Now what shall I do? 'Twill wake him
to take him up and put him within the bed, and he sorely needeth
sleep.'
He looked about for extra covering, but finding none, doffed his
doublet and wrapped the lad in it, saying, 'I am used to nipping air
and scant apparel, 'tis little I shall mind the cold'- then walked
up and down the room to keep his blood in motion, soliloquizing as
before.
'His injured mind persuades him he is Prince of Wales; 'twill be
odd to have a Prince of Wales still with us, now that he that was
the prince is prince no more, but king- for this poor mind is set upon
the one fantasy, and will not reason out that now it should cast by
the prince and call itself the king.... If my father liveth still,
after these seven years that I have heard naught from home in my
foreign dungeon, he will welcome the poor lad and give him generous
shelter for my sake; so will my good elder brother, Arthur; my other
brother, Hugh- but I will crack his crown, an he interfere, the
fox-hearted, ill-conditioned animal!

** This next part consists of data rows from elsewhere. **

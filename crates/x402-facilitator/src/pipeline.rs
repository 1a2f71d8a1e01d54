//! The settle pipeline: validate → recover signer → check time window →
//! split fee → execute transfer → mint receipt.
//!
//! Stages run sequentially and short-circuit on the first failure. Client
//! faults become [`PipelineError::Reject`] (HTTP 400) with a message naming
//! the offending field; executor and signing faults become
//! [`PipelineError::Fail`] (HTTP 500).

use alloy::primitives::{Address, FixedBytes, U256};
use serde_json::Value;

use x402_core::eip712::{decode_signature_hex, recover_signer};
use x402_core::receipt::{new_receipt_id, sign_receipt, Receipt};
use x402_core::{
    ExactPayload, FacilitatorPayload, Network, SettlementResponse, TransferAuthorization,
    TransferWithAuthorization, CURRENCY, SCHEME_EXACT, X402_VERSION,
};

use crate::fee::split_fee;
use crate::state::AppState;

/// Per-request progress through the pipeline, used in logs.
#[derive(Debug, Clone, Copy, PartialEq, Eq)]
pub enum Stage {
    Received,
    Validated,
    SignatureOk,
    TimeOk,
    TransferOk,
    ReceiptSigned,
}

impl Stage {
    pub fn as_str(self) -> &'static str {
        match self {
            Stage::Received => "received",
            Stage::Validated => "validated",
            Stage::SignatureOk => "signature_ok",
            Stage::TimeOk => "time_ok",
            Stage::TransferOk => "transfer_ok",
            Stage::ReceiptSigned => "receipt_signed",
        }
    }
}

/// Terminal failure modes of the pipeline.
#[derive(Debug)]
pub enum PipelineError {
    /// Client-input fault → 400 with the reason.
    Reject(String),
    /// Executor or signing fault → 500 with the reason.
    Fail(String),
}

fn unix_now() -> Result<u64, PipelineError> {
    std::time::SystemTime::now()
        .duration_since(std::time::UNIX_EPOCH)
        .map(|d| d.as_secs())
        .map_err(|e| PipelineError::Fail(format!("system time error: {e}")))
}

/// Run one settlement request through the full pipeline.
pub async fn settle(
    state: &AppState,
    raw: &Value,
) -> Result<SettlementResponse, PipelineError> {
    tracing::debug!(stage = Stage::Received.as_str(), "settlement request");

    // 1. Shape validation
    let payload = validate_payload(raw).map_err(PipelineError::Reject)?;
    tracing::debug!(stage = Stage::Validated.as_str(), resource = %payload.resource, "shape ok");

    // 2. Network resolution
    let network = Network::from_caip2(&payload.network).ok_or_else(|| {
        PipelineError::Reject(format!("Unsupported network: {}", payload.network))
    })?;

    let auth = &payload.payload.authorization;
    let value: U256 = auth
        .value
        .parse()
        .map_err(|e| PipelineError::Reject(format!("authorization.value: {e}")))?;

    // 3. Signature recovery
    let sig_bytes = decode_signature_hex(&payload.payload.signature)
        .map_err(|e| PipelineError::Reject(e.to_string()))?;
    let typed = TransferWithAuthorization {
        from: auth.from,
        to: auth.to,
        value,
        validAfter: U256::from(auth.valid_after),
        validBefore: U256::from(auth.valid_before),
        nonce: auth.nonce,
    };
    let recovered = recover_signer(&typed, &sig_bytes, network)
        .map_err(|e| PipelineError::Reject(e.to_string()))?;
    if recovered != auth.from {
        tracing::warn!(
            recovered = %recovered,
            expected = %auth.from,
            "signature mismatch"
        );
        return Err(PipelineError::Reject(format!(
            "Signature mismatch: recovered {recovered}, expected {}",
            auth.from
        )));
    }
    tracing::debug!(stage = Stage::SignatureOk.as_str(), payer = %auth.from, "signer recovered");

    // 4. Time window
    let now = unix_now()?;
    if auth.valid_before <= now {
        return Err(PipelineError::Reject(format!(
            "Authorization expired: validBefore {} is in the past",
            auth.valid_before
        )));
    }
    if auth.valid_after > now {
        return Err(PipelineError::Reject(format!(
            "Authorization not yet valid: validAfter {} is in the future",
            auth.valid_after
        )));
    }
    tracing::debug!(stage = Stage::TimeOk.as_str(), "window ok");

    // 5. Fee split
    let split = split_fee(value, state.config.fee_bps);

    // 6. Transfer execution
    let outcome = state
        .executor
        .execute(&typed, &sig_bytes, network)
        .await
        .map_err(|e| {
            tracing::error!(error = %e, payer = %auth.from, "transfer execution error");
            PipelineError::Fail(e.to_string())
        })?;
    if !outcome.success {
        return Err(PipelineError::Fail("Transfer execution failed".to_string()));
    }
    tracing::debug!(stage = Stage::TransferOk.as_str(), tx = %outcome.tx_hash, "transfer done");

    // 7. Receipt mint
    let receipt = Receipt {
        id: new_receipt_id(),
        content_id: payload.resource.clone(),
        payer: auth.from,
        payee: auth.to,
        amount: split.publisher.to_string(),
        currency: CURRENCY.to_string(),
        chain_id: network.chain_id(),
        tx_hash: outcome.tx_hash.clone(),
        paid_at: now,
        expires_at: now + state.config.receipt_ttl_secs,
        facilitator: state.config.facilitator_url.clone(),
    };
    let token = sign_receipt(&receipt, &state.config.jwt_secret)
        .map_err(|e| PipelineError::Fail(format!("Receipt signing failed: {e}")))?;

    tracing::info!(
        stage = Stage::ReceiptSigned.as_str(),
        payer = %auth.from,
        payee = %auth.to,
        amount = %split.publisher,
        fee = %split.fee,
        tx = %outcome.tx_hash,
        resource = %payload.resource,
        "payment settled"
    );

    Ok(SettlementResponse {
        receipt: token,
        tx_hash: outcome.tx_hash,
    })
}

/// Validate the raw request body field by field, naming the first offender.
pub fn validate_payload(raw: &Value) -> Result<FacilitatorPayload, String> {
    if raw.get("x402Version").and_then(Value::as_u64) != Some(X402_VERSION as u64) {
        return Err("x402Version must be 1".to_string());
    }
    if raw.get("scheme").and_then(Value::as_str) != Some(SCHEME_EXACT) {
        return Err("scheme must be \"exact\"".to_string());
    }
    let network = require_str(raw, "network")?;
    let resource = require_str(raw, "resource")?;

    let inner = raw
        .get("payload")
        .and_then(Value::as_object)
        .ok_or_else(|| "payload is required".to_string())?;

    let signature = inner
        .get("signature")
        .and_then(Value::as_str)
        .ok_or_else(|| "payload.signature must be a string".to_string())?;
    if !signature.starts_with("0x") {
        return Err("payload.signature must be 0x-prefixed".to_string());
    }

    let auth = inner
        .get("authorization")
        .and_then(Value::as_object)
        .ok_or_else(|| "payload.authorization is required".to_string())?;

    let from = require_address(auth, "from")?;
    let to = require_address(auth, "to")?;

    let value_str = auth
        .get("value")
        .and_then(Value::as_str)
        .ok_or_else(|| "authorization.value must be a decimal string".to_string())?;
    let value: U256 = value_str
        .parse()
        .map_err(|_| "authorization.value must fit a 256-bit unsigned integer".to_string())?;
    if value < U256::ONE {
        return Err("authorization.value must be at least 1".to_string());
    }

    let valid_after = require_u64(auth, "validAfter")?;
    let valid_before = require_u64(auth, "validBefore")?;
    if valid_after >= valid_before {
        return Err("authorization.validAfter must be less than validBefore".to_string());
    }

    let nonce_str = auth
        .get("nonce")
        .and_then(Value::as_str)
        .ok_or_else(|| "authorization.nonce must be a string".to_string())?;
    if !nonce_str.starts_with("0x") {
        return Err("authorization.nonce must be 0x-prefixed".to_string());
    }
    let nonce_bytes = alloy::hex::decode(&nonce_str[2..])
        .map_err(|_| "authorization.nonce must be valid hex".to_string())?;
    if nonce_bytes.len() != 32 {
        return Err("authorization.nonce must be 32 bytes".to_string());
    }
    let nonce = FixedBytes::<32>::from_slice(&nonce_bytes);

    Ok(FacilitatorPayload {
        x402_version: X402_VERSION,
        scheme: SCHEME_EXACT.to_string(),
        network: network.to_string(),
        payload: ExactPayload {
            signature: signature.to_string(),
            authorization: TransferAuthorization {
                from,
                to,
                value: value_str.to_string(),
                valid_after,
                valid_before,
                nonce,
            },
        },
        resource: resource.to_string(),
    })
}

fn require_str<'a>(raw: &'a Value, key: &str) -> Result<&'a str, String> {
    raw.get(key)
        .and_then(Value::as_str)
        .ok_or_else(|| format!("{key} must be a string"))
}

fn require_u64(
    obj: &serde_json::Map<String, Value>,
    key: &str,
) -> Result<u64, String> {
    obj.get(key)
        .and_then(Value::as_u64)
        .ok_or_else(|| format!("authorization.{key} must be an unsigned integer"))
}

fn require_address(
    obj: &serde_json::Map<String, Value>,
    key: &str,
) -> Result<Address, String> {
    let s = obj
        .get(key)
        .and_then(Value::as_str)
        .ok_or_else(|| format!("authorization.{key} must be a string"))?;
    if !s.starts_with("0x") {
        return Err(format!("authorization.{key} must be 0x-prefixed"));
    }
    s.parse()
        .map_err(|_| format!("authorization.{key} is not a valid address"))
}

#[cfg(test)]
mod tests {
    use super::*;
    use serde_json::json;

    fn sample_body() -> Value {
        json!({
            "x402Version": 1,
            "scheme": "exact",
            "network": "eip155:8453",
            "resource": "article-1",
            "payload": {
                "signature": format!("0x{}", "ab".repeat(65)),
                "authorization": {
                    "from": "0x833589fCD6eDb6E08f4c7C32D4f71b54bdA02913",
                    "to": "0x036CbD53842c5426634e7929541eC2318f3dCF7e",
                    "value": "100000",
                    "validAfter": 0,
                    "validBefore": 9_999_999_999u64,
                    "nonce": format!("0x{}", "ab".repeat(32)),
                }
            }
        })
    }

    #[test]
    fn valid_body_parses() {
        let payload = validate_payload(&sample_body()).unwrap();
        assert_eq!(payload.resource, "article-1");
        assert_eq!(payload.payload.authorization.value, "100000");
    }

    #[test]
    fn rejects_wrong_version() {
        let mut body = sample_body();
        body["x402Version"] = json!(2);
        assert_eq!(validate_payload(&body).unwrap_err(), "x402Version must be 1");
    }

    #[test]
    fn rejects_wrong_scheme() {
        let mut body = sample_body();
        body["scheme"] = json!("permit");
        assert!(validate_payload(&body).unwrap_err().contains("exact"));
    }

    #[test]
    fn rejects_missing_network() {
        let mut body = sample_body();
        body.as_object_mut().unwrap().remove("network");
        assert!(validate_payload(&body).unwrap_err().contains("network"));
    }

    #[test]
    fn rejects_unprefixed_signature() {
        let mut body = sample_body();
        body["payload"]["signature"] = json!("abcd");
        assert!(validate_payload(&body)
            .unwrap_err()
            .contains("payload.signature"));
    }

    #[test]
    fn rejects_bad_address() {
        let mut body = sample_body();
        body["payload"]["authorization"]["from"] = json!("0x1234");
        assert!(validate_payload(&body)
            .unwrap_err()
            .contains("authorization.from"));
    }

    #[test]
    fn rejects_zero_value() {
        let mut body = sample_body();
        body["payload"]["authorization"]["value"] = json!("0");
        assert!(validate_payload(&body).unwrap_err().contains("at least 1"));
    }

    #[test]
    fn rejects_inverted_window() {
        let mut body = sample_body();
        body["payload"]["authorization"]["validAfter"] = json!(100);
        body["payload"]["authorization"]["validBefore"] = json!(50);
        assert!(validate_payload(&body)
            .unwrap_err()
            .contains("validAfter must be less than validBefore"));
    }

    #[test]
    fn rejects_short_nonce() {
        let mut body = sample_body();
        body["payload"]["authorization"]["nonce"] = json!("0xabcd");
        assert!(validate_payload(&body).unwrap_err().contains("32 bytes"));
    }
}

Yes, thither will we fare- and
straightway, too.'
A servant entered with a smoking meal, disposed it upon a small
deal table, placed the chairs, and took his departure, leaving such
cheap lodgers as these to wait upon themselves. The door slammed after
him, and the noise woke the boy, who sprung to a sitting posture,
and shot a glad glance about him; then a grieved look came into his
face and he murmured to himself, with a deep sigh, 'Alack, it was
but a dream.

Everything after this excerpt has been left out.